Detection of anomalous process creation chains using word vectorization, normalization, and an autoencoder
Anomaly detection methods are widely used in cybersecurity since they present an effective method for detecting unknown and sophisticated attacks. In general, these methods are based on modelling normal or benign behavior of computing devices, networks and systems in the absence of attacks and then using trained models to detect attacks as deviations or anomalous behavior. By design, anomaly detection-based security mechanisms do not need any prior knowledge about attacks, they only require examples of normal behavior. This approach is especially useful for countering determined and skilful attackers who invest into developing novel attack tactics and techniques. Many different anomaly detection methods exist in the realm of cyber security. In this article, we present one such method, which is based on analysis of process creation chains.
Processes running on computer systems launch other processes. For instance, when you open an application (e.g. a web browser or word processor) on a Windows system, the user interface process (typically explorer.exe) launches it. By collecting data on which processes launch which other processes (parent-child relationships), we can construct process creation trees such as the one pictured below. We hypothesize that rare process creation chains may be indicative of suspicious or malicious activity.
Process creation chains can be assembled by analyzing log data collected from a computer system. This data is usually available as text, and process launches are usually denoted by the full path to both parent and child executables. A full path may look something like this:
In the above example, the path to java.exe contains a directory denoting its version of the runtime environment (in this case, jre1.7.0_127). When the version of this software changes, so does the path:
An easy way to construct parent-child process creation pairs would be to simply strip away the path, leaving the executable name. However, this leaves a backdoor open to attackers – they can simply rename a malicious executable in order to bypass such a mechanism. Therefore, we’d like to recognize all java.exe executables installed under similar directory structures as similar, but different to java.exe installed under a substantially different path (for instance in the Recycle Bin, Downloads directory, temp directory, or web cache). In order to do this, we decided to treat these strings as a natural language processing (NLP) problem, wherein we consider paths as sentences and directory/file names as words. We then encode these words into vectors using a word2vec-style model. Put simply, word vectors are numerical representations that are assigned to words by a machine learning model that is trained to do things such as predict missing words in a sentence or guess which words precede or follow other words. Machine learning models of this type generate representations that capture associations between words like the ones shown below.

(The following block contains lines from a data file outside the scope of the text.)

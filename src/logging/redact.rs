//! Recursive masking of secret-bearing values before they reach a log sink.
//!
//! Any mapping key whose normalized form contains one of the sensitive
//! keywords has its value replaced by [`REDACTED`]. Everything else is copied
//! through, with nested mappings and sequences redacted in turn.

use serde::Serialize;
use serde_json::{Map, Value};
use std::collections::{BTreeMap, BTreeSet, HashMap, HashSet};
use std::fmt;

/// Marker written in place of a sensitive value
pub const REDACTED: &str = "***REDACTED***";

const SENSITIVE_KEYWORDS: &[&str] = &[
    "api_key",
    "apikey",
    "auth",
    "authorization",
    "cookie",
    "hf_token",
    "password",
    "passwd",
    "refresh_token",
    "secret",
    "set_cookie",
    "token",
];

/// Produce a redacted JSON copy of a value.
///
/// Lists and tuples both become JSON arrays. Sets become arrays sorted by the
/// string form of their elements so output is stable across runs.
pub trait RedactSensitive {
    fn redact_sensitive(&self) -> Value;
}

/// Redact any supported value
pub fn redact_sensitive<T: RedactSensitive + ?Sized>(value: &T) -> Value {
    value.redact_sensitive()
}

/// Redact any serializable value.
///
/// Values serde_json cannot represent are coerced to their debug string.
pub fn redact_serializable<T: Serialize + fmt::Debug + ?Sized>(value: &T) -> Value {
    match serde_json::to_value(value) {
        Ok(json) => json.redact_sensitive(),
        Err(_) => Value::String(format!("{:?}", value)),
    }
}

/// Whether a mapping key names a secret
pub fn is_sensitive_key(key: &str) -> bool {
    let normalized = normalize_key(key);
    if normalized.is_empty() {
        return false;
    }
    SENSITIVE_KEYWORDS
        .iter()
        .any(|keyword| normalized.contains(keyword))
}

/// Lowercase, collapse each non-alphanumeric run to `_`, trim `_` at both ends
fn normalize_key(key: &str) -> String {
    let mut normalized = String::with_capacity(key.len());
    let mut pending_separator = false;

    for c in key.trim().chars().flat_map(char::to_lowercase) {
        if c.is_ascii_lowercase() || c.is_ascii_digit() {
            if pending_separator && !normalized.is_empty() {
                normalized.push('_');
            }
            pending_separator = false;
            normalized.push(c);
        } else {
            pending_separator = true;
        }
    }

    normalized
}

fn redact_entries<'a, K, V, I>(entries: I) -> Value
where
    I: IntoIterator<Item = (&'a K, &'a V)>,
    K: fmt::Display + ?Sized + 'a,
    V: RedactSensitive + ?Sized + 'a,
{
    let mut redacted = Map::new();
    for (raw_key, raw_value) in entries {
        let key = raw_key.to_string();
        let value = if is_sensitive_key(&key) {
            Value::String(REDACTED.to_string())
        } else {
            raw_value.redact_sensitive()
        };
        redacted.insert(key, value);
    }
    Value::Object(redacted)
}

fn redact_items<'a, T, I>(items: I) -> Value
where
    I: IntoIterator<Item = &'a T>,
    T: RedactSensitive + 'a,
{
    Value::Array(items.into_iter().map(RedactSensitive::redact_sensitive).collect())
}

fn redact_set<'a, T, I>(items: I) -> Value
where
    I: IntoIterator<Item = &'a T>,
    T: RedactSensitive + 'a,
{
    let mut redacted: Vec<Value> = items
        .into_iter()
        .map(RedactSensitive::redact_sensitive)
        .collect();
    redacted.sort_by_cached_key(sort_key);
    Value::Array(redacted)
}

/// Set elements order by their plain string form: `None`, `True`, `False`
/// for null and booleans, raw text for strings, JSON for the rest
fn sort_key(value: &Value) -> String {
    match value {
        Value::Null => "None".to_string(),
        Value::Bool(true) => "True".to_string(),
        Value::Bool(false) => "False".to_string(),
        Value::String(text) => text.clone(),
        other => other.to_string(),
    }
}

impl RedactSensitive for Value {
    fn redact_sensitive(&self) -> Value {
        match self {
            Value::Object(map) => redact_entries(map.iter()),
            Value::Array(items) => redact_items(items.iter()),
            scalar => scalar.clone(),
        }
    }
}

impl RedactSensitive for Map<String, Value> {
    fn redact_sensitive(&self) -> Value {
        redact_entries(self.iter())
    }
}

impl<K, V, S> RedactSensitive for HashMap<K, V, S>
where
    K: fmt::Display,
    V: RedactSensitive,
{
    fn redact_sensitive(&self) -> Value {
        redact_entries(self.iter())
    }
}

impl<K, V> RedactSensitive for BTreeMap<K, V>
where
    K: fmt::Display,
    V: RedactSensitive,
{
    fn redact_sensitive(&self) -> Value {
        redact_entries(self.iter())
    }
}

impl<T: RedactSensitive> RedactSensitive for Vec<T> {
    fn redact_sensitive(&self) -> Value {
        redact_items(self.iter())
    }
}

impl<T: RedactSensitive> RedactSensitive for [T] {
    fn redact_sensitive(&self) -> Value {
        redact_items(self.iter())
    }
}

impl<T: RedactSensitive, const N: usize> RedactSensitive for [T; N] {
    fn redact_sensitive(&self) -> Value {
        redact_items(self.iter())
    }
}

impl<T: RedactSensitive, S> RedactSensitive for HashSet<T, S> {
    fn redact_sensitive(&self) -> Value {
        redact_set(self.iter())
    }
}

impl<T: RedactSensitive> RedactSensitive for BTreeSet<T> {
    fn redact_sensitive(&self) -> Value {
        redact_set(self.iter())
    }
}

impl<T: RedactSensitive> RedactSensitive for Option<T> {
    fn redact_sensitive(&self) -> Value {
        match self {
            Some(value) => value.redact_sensitive(),
            None => Value::Null,
        }
    }
}

impl<T: RedactSensitive + ?Sized> RedactSensitive for &T {
    fn redact_sensitive(&self) -> Value {
        (**self).redact_sensitive()
    }
}

impl<T: RedactSensitive + ?Sized> RedactSensitive for Box<T> {
    fn redact_sensitive(&self) -> Value {
        (**self).redact_sensitive()
    }
}

macro_rules! impl_redact_tuple {
    ($($name:ident => $index:tt),+) => {
        impl<$($name: RedactSensitive),+> RedactSensitive for ($($name,)+) {
            fn redact_sensitive(&self) -> Value {
                Value::Array(vec![$(self.$index.redact_sensitive()),+])
            }
        }
    };
}

impl_redact_tuple!(A => 0);
impl_redact_tuple!(A => 0, B => 1);
impl_redact_tuple!(A => 0, B => 1, C => 2);
impl_redact_tuple!(A => 0, B => 1, C => 2, D => 3);

macro_rules! impl_redact_scalar {
    ($($ty:ty),+) => {
        $(
            impl RedactSensitive for $ty {
                fn redact_sensitive(&self) -> Value {
                    Value::from(self.clone())
                }
            }
        )+
    };
}

impl_redact_scalar!(String, bool, i8, i16, i32, i64, isize, u8, u16, u32, u64, usize);

impl RedactSensitive for str {
    fn redact_sensitive(&self) -> Value {
        Value::String(self.to_string())
    }
}

impl RedactSensitive for char {
    fn redact_sensitive(&self) -> Value {
        Value::String(self.to_string())
    }
}

impl RedactSensitive for f64 {
    fn redact_sensitive(&self) -> Value {
        // NaN and infinities have no JSON form
        if self.is_finite() {
            Value::from(*self)
        } else {
            Value::String(self.to_string())
        }
    }
}

impl RedactSensitive for f32 {
    fn redact_sensitive(&self) -> Value {
        f64::from(*self).redact_sensitive()
    }
}

impl RedactSensitive for () {
    fn redact_sensitive(&self) -> Value {
        Value::Null
    }
}

/// Sanitized context ready to attach to a log record.
///
/// Attach it to a `tracing` event as `context = %extra`; the logging layer
/// parses the rendered JSON back into the record's context.
#[derive(Debug, Clone, Default, PartialEq)]
pub struct LogExtra {
    context: Option<Value>,
}

impl LogExtra {
    /// The redacted context, if any
    pub fn context(&self) -> Option<&Value> {
        self.context.as_ref()
    }

    pub fn is_empty(&self) -> bool {
        self.context.is_none()
    }

    /// `{"context": <redacted>}`, or an empty map when no context was given
    pub fn into_map(self) -> Map<String, Value> {
        let mut map = Map::new();
        if let Some(context) = self.context {
            map.insert("context".to_string(), context);
        }
        map
    }
}

impl fmt::Display for LogExtra {
    fn fmt(&self, f: &mut fmt::Formatter<'_>) -> fmt::Result {
        match &self.context {
            Some(context) => write!(f, "{}", context),
            None => Ok(()),
        }
    }
}

/// Build sanitized log context from an optional mapping
pub fn log_extra<T: RedactSensitive + ?Sized>(context: Option<&T>) -> LogExtra {
    LogExtra {
        context: context.map(RedactSensitive::redact_sensitive),
    }
}

#[cfg(test)]
mod tests {
    use super::*;
    use serde_json::json;

    #[test]
    fn test_redact_sensitive_recurses_nested_structures() {
        let source = json!({
            "token": "abc123",
            "nested": {"password": "secret", "safe": "value"},
            "items": [{"api_key": "key-1"}, {"value": 7}],
        });

        let redacted = redact_sensitive(&source);
        assert_eq!(redacted["token"], REDACTED);
        assert_eq!(redacted["nested"]["password"], REDACTED);
        assert_eq!(redacted["nested"]["safe"], "value");
        assert_eq!(redacted["items"][0]["api_key"], REDACTED);
        assert_eq!(redacted["items"][1]["value"], 7);
    }

    #[test]
    fn test_redaction_applies_at_any_depth() {
        let source = json!({"a": {"b": [{"c": {"Refresh-Token": "r"}}]}});
        let redacted = redact_sensitive(&source);
        assert_eq!(redacted["a"]["b"][0]["c"]["Refresh-Token"], REDACTED);
    }

    #[test]
    fn test_sensitive_value_is_replaced_whole() {
        let source = json!({"auth": {"user": "bob", "pass": "x"}});
        assert_eq!(redact_sensitive(&source), json!({"auth": REDACTED}));
    }

    #[test]
    fn test_non_sensitive_values_pass_through() {
        assert_eq!(redact_sensitive(&json!({"safe": "value"})), json!({"safe": "value"}));
        assert_eq!(redact_sensitive(&json!(42)), json!(42));
        assert_eq!(redact_sensitive("plain"), json!("plain"));
        assert_eq!(redact_sensitive(&json!(null)), json!(null));
    }

    #[test]
    fn test_is_sensitive_key_normalizes() {
        assert!(is_sensitive_key("API-Key"));
        assert!(is_sensitive_key("  x-auth-header "));
        assert!(is_sensitive_key("Set-Cookie"));
        assert!(is_sensitive_key("github_access_token"));
        assert!(is_sensitive_key("HF__TOKEN"));
        assert!(is_sensitive_key("client.secret"));
        assert!(!is_sensitive_key("safe"));
        assert!(!is_sensitive_key("path"));
        assert!(!is_sensitive_key("---"));
        assert!(!is_sensitive_key(""));
    }

    #[test]
    fn test_hf_token_presence_flag_is_redacted() {
        // Keys that merely contain a keyword are masked too
        let source = json!({"has_hf_token": true});
        assert_eq!(redact_sensitive(&source)["has_hf_token"], REDACTED);
    }

    #[test]
    fn test_sets_are_sorted_by_string_form() {
        let set: HashSet<&str> = ["b", "a"].into_iter().collect();
        assert_eq!(redact_sensitive(&set), json!(["a", "b"]));
        assert_eq!(redact_sensitive(&set), json!(["a", "b"]));

        let numbers: HashSet<i32> = [10, 9, 100].into_iter().collect();
        assert_eq!(redact_sensitive(&numbers), json!([10, 100, 9]));
    }

    #[test]
    fn test_set_ordering_names_null_and_booleans() {
        let optional: HashSet<Option<&str>> = [Some("Z"), None].into_iter().collect();
        assert_eq!(redact_sensitive(&optional), json!([null, "Z"]));

        let flags: BTreeSet<bool> = [true, false].into_iter().collect();
        assert_eq!(redact_sensitive(&flags), json!([false, true]));
    }

    #[test]
    fn test_tuples_and_vectors_become_lists() {
        let tuple = ("a", 1, true);
        assert_eq!(redact_sensitive(&tuple), json!(["a", 1, true]));

        let list = vec![HashMap::from([("password", "p")])];
        assert_eq!(redact_sensitive(&list), json!([{"password": REDACTED}]));
    }

    #[test]
    fn test_map_keys_are_stringified() {
        let map = BTreeMap::from([(1, "one"), (2, "two")]);
        assert_eq!(redact_sensitive(&map), json!({"1": "one", "2": "two"}));
    }

    #[test]
    fn test_non_finite_floats_become_strings() {
        assert_eq!(redact_sensitive(&f64::NAN), json!("NaN"));
        assert_eq!(redact_sensitive(&1.5f64), json!(1.5));
    }

    #[test]
    fn test_redact_serializable() {
        #[derive(Debug, Serialize)]
        struct Request {
            url: String,
            authorization: String,
        }

        let request = Request {
            url: "https://example.com/feed".to_string(),
            authorization: "Bearer abc".to_string(),
        };
        assert_eq!(
            redact_serializable(&request),
            json!({"url": "https://example.com/feed", "authorization": REDACTED})
        );
    }

    #[test]
    fn test_log_extra_wraps_redacted_context() {
        let extra = log_extra(Some(&json!({"api_key": "v", "safe": "ok"})));
        let map = extra.clone().into_map();
        assert_eq!(map.len(), 1);
        assert_eq!(map["context"], json!({"api_key": REDACTED, "safe": "ok"}));
        assert_eq!(extra.to_string(), r#"{"api_key":"***REDACTED***","safe":"ok"}"#);
    }

    #[test]
    fn test_log_extra_without_context_is_empty() {
        let extra = log_extra::<Value>(None);
        assert!(extra.is_empty());
        assert!(extra.clone().into_map().is_empty());
        assert_eq!(extra.to_string(), "");
    }
}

In order to prototype our method, we collected approximately 22 million raw log entries pertaining to parent-child process launch events from a network of computers. Our dataset contained 745,379 unique “sentences” (file paths). After tokenization, we obtained 532,717 unique “words” (directory and file names), meaning that almost every sentence contained a unique string. This large vocabulary size was to be expected – file paths contain many variables that can even change over time. In addition to the version-based file paths already mentioned, we encountered date and time strings (e.g. 2019-12-12), language strings (e.g. en-US, pl-PL), and many randomly generated strings such as UUIDs, temporary filenames (install_14123412.exe), temporary directory names, and so on.
We trained a FastText model (with 64-dimensional output vectors) on our tokenized data and analyzed the resulting word vectors. The model, which took between 5 and 20 minutes to train over 20 epochs on an AWS m4.xlarge instance, adequately captured similarity between related file names and directory names, as shown in the example below.
Clustering the resulting word vectors by cosine distance, using the DBSCAN algorithm, we observed that many of the clusters had captured common patterns in the naming of files or directories. Below is a T-SNE projection of the clusters, with labels denoting common patterns found.
Many of the clusters contained simple patterns that could be easily described with short regular expressions. We wrote a script to automatically generate those regular expressions across all of the identified clusters.
This process created about 30 regular expressions, which we then used to normalize and reduce our initial dataset. This resulted in 169,161 unique sentences (about a five-fold reduction) and 75,314 unique words (almost a ten-fold reduction). We then trained a FastText model using these new, normalized paths.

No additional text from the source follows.